Thursday, June 23, 2011
Book Review: Invincible Summer by Hannah Moskowitz
I found myself understanding almost every character in the book at some point in my reading. I identified with Chase because I always felt like it was my responsibility to worry and care and take care of the members of my family. It was my duty to keep them all together. I worked hard at that for many years. I associated with Noah, the older brother, because I always wanted to run away. I always wanted to leave. It was easier to leave and forget than to stay and deal. I even associated with young Gideon and completely understood how he felt to not be able to be understood even though he was always being heard. I especially related to Melinda in a big way. Being a rape survivor and acting out sexually in very unhealthy ways is not uncommon.
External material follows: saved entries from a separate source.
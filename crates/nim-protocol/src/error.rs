//! Error types for the protocol layer.
//!
//! A `ProtocolError` always means "these bytes are not a valid message"
//! (or "this message cannot be put into bytes"). It never means the network
//! failed; that is a `TransportError`.

/// Errors that can occur while encoding or decoding a message.
#[derive(Debug, Clone, PartialEq, Eq, thiserror::Error)]
pub enum ProtocolError {
    /// The leading byte matches no message of the expected direction.
    #[error("unknown message tag {0:#04x}")]
    UnknownTag(u8),

    /// Fewer bytes were present than the message requires.
    #[error("truncated message: needed {expected} bytes, got {actual}")]
    Truncated { expected: usize, actual: usize },

    /// A player id field held something other than 0 or 1.
    #[error("invalid player slot {0}")]
    InvalidSlot(u8),

    /// A name field was not valid UTF-8.
    #[error("name is not valid UTF-8")]
    InvalidUtf8,

    /// A name exceeds [`MAX_NAME_LEN`](crate::MAX_NAME_LEN) bytes.
    #[error("name is {len} bytes, limit is {max}")]
    NameTooLong { len: usize, max: usize },

    /// The datagram exceeds [`MAX_DATAGRAM_SIZE`](nim_transport::MAX_DATAGRAM_SIZE).
    #[error("datagram is {len} bytes, limit is {max}")]
    Oversized { len: usize, max: usize },
}
//! The player's picture of the game, built only from server notifications.

use std::fmt::Write;

use nim::game::HEAP_COUNT;
use nim::protocol::{PlayerSlot, ServerMessage};

use crate::command::CommandError;

/// What the server has told this client so far.
#[derive(Debug, Clone, Default)]
pub struct GameView {
    me: Option<PlayerSlot>,
    names: [String; 2],
    scores: [u8; 2],
    /// `None` until the server has sent the board.
    heaps: Option<[u8; HEAP_COUNT]>,
    turn: Option<PlayerSlot>,
    winner: Option<PlayerSlot>,
    paired: bool,
}

impl GameView {
    /// Folds one notification into the view.
    ///
    /// Returns `true` when the server announced the session is over.
    pub fn apply(&mut self, msg: &ServerMessage) -> bool {
        match msg {
            ServerMessage::Id { slot } => self.me = Some(*slot),
            ServerMessage::Name { slot, name } => {
                self.names[slot.index()] = name.clone();
                if self.me != Some(*slot) {
                    self.paired = true;
                }
            }
            ServerMessage::Score { slot, score } => {
                self.scores[slot.index()] = *score;
            }
            ServerMessage::Heap { heap, count } => {
                let heaps = self.heaps.get_or_insert([0; HEAP_COUNT]);
                if let Some(h) = heaps.get_mut(*heap as usize) {
                    *h = *count;
                }
            }
            ServerMessage::Turn { slot } => {
                self.turn = Some(*slot);
                self.winner = None;
                self.paired = true;
            }
            ServerMessage::Win { slot } => {
                self.winner = Some(*slot);
                self.turn = None;
            }
            ServerMessage::Quit => return true,
        }
        false
    }

    /// Checks a move locally before it is sent.
    pub fn check_take(&self, heap: u8, count: u8) -> Result<(), CommandError> {
        if self.turn.is_none() || self.turn != self.me {
            return Err(CommandError::NotYourTurn);
        }
        let remaining = *self
            .heaps
            .unwrap_or_default()
            .get(heap as usize)
            .ok_or(CommandError::NoSuchHeap(heap))?;
        if count == 0 || count > remaining {
            return Err(CommandError::BadCount { heap, remaining });
        }
        Ok(())
    }

    /// Checks that a new game can be asked for.
    pub fn check_new_game(&self) -> Result<(), CommandError> {
        if self.paired {
            Ok(())
        } else {
            Err(CommandError::NoPartner)
        }
    }

    fn label(&self, slot: PlayerSlot) -> &str {
        let name = &self.names[slot.index()];
        if name.is_empty() { "?" } else { name.as_str() }
    }

    /// Renders the board as text.
    pub fn render(&self) -> String {
        let mut out = String::new();
        let Some(me) = self.me else {
            out.push_str("Joining...\n");
            return out;
        };
        let them = me.other();

        let _ = writeln!(
            out,
            "{} = {}    {} = {}",
            self.label(me),
            self.scores[me.index()],
            if self.paired { self.label(them) } else { "(waiting)" },
            self.scores[them.index()],
        );
        for (i, count) in self.heaps.iter().flatten().enumerate() {
            let _ = writeln!(out, "  heap {i}: {:<8} ({count})", "|".repeat(*count as usize));
        }

        let status = match (self.winner, self.turn) {
            (Some(w), _) if w == me => "You win! Type `new` to play again.".to_string(),
            (Some(w), _) => format!("{} wins! Type `new` to play again.", self.label(w)),
            (None, Some(t)) if t == me => "Your turn.".to_string(),
            (None, Some(t)) => format!("{}'s turn.", self.label(t)),
            (None, None) => "Waiting for a partner...".to_string(),
        };
        out.push_str(&status);
        out.push('\n');
        out
    }
}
Each month for several years I was thankful I didn't get pregnant and when I was older I was even more thankful that I had never picked up any STD's. I kept thinking if people made love to me then it would void the rape somehow. I equated consensual sex with making love. It took me a long time to understand how those things were different. I hope that Melinda figures that out sooner than I did.
This book made me laugh. It made me cry. It made me even blush. It made me cry a whole lot more. I loved this book and glad that it is part of my collection. Thank you Hannah for opening your heart and pouring out those words for us so delightfully, so lovingly and so honestly raw.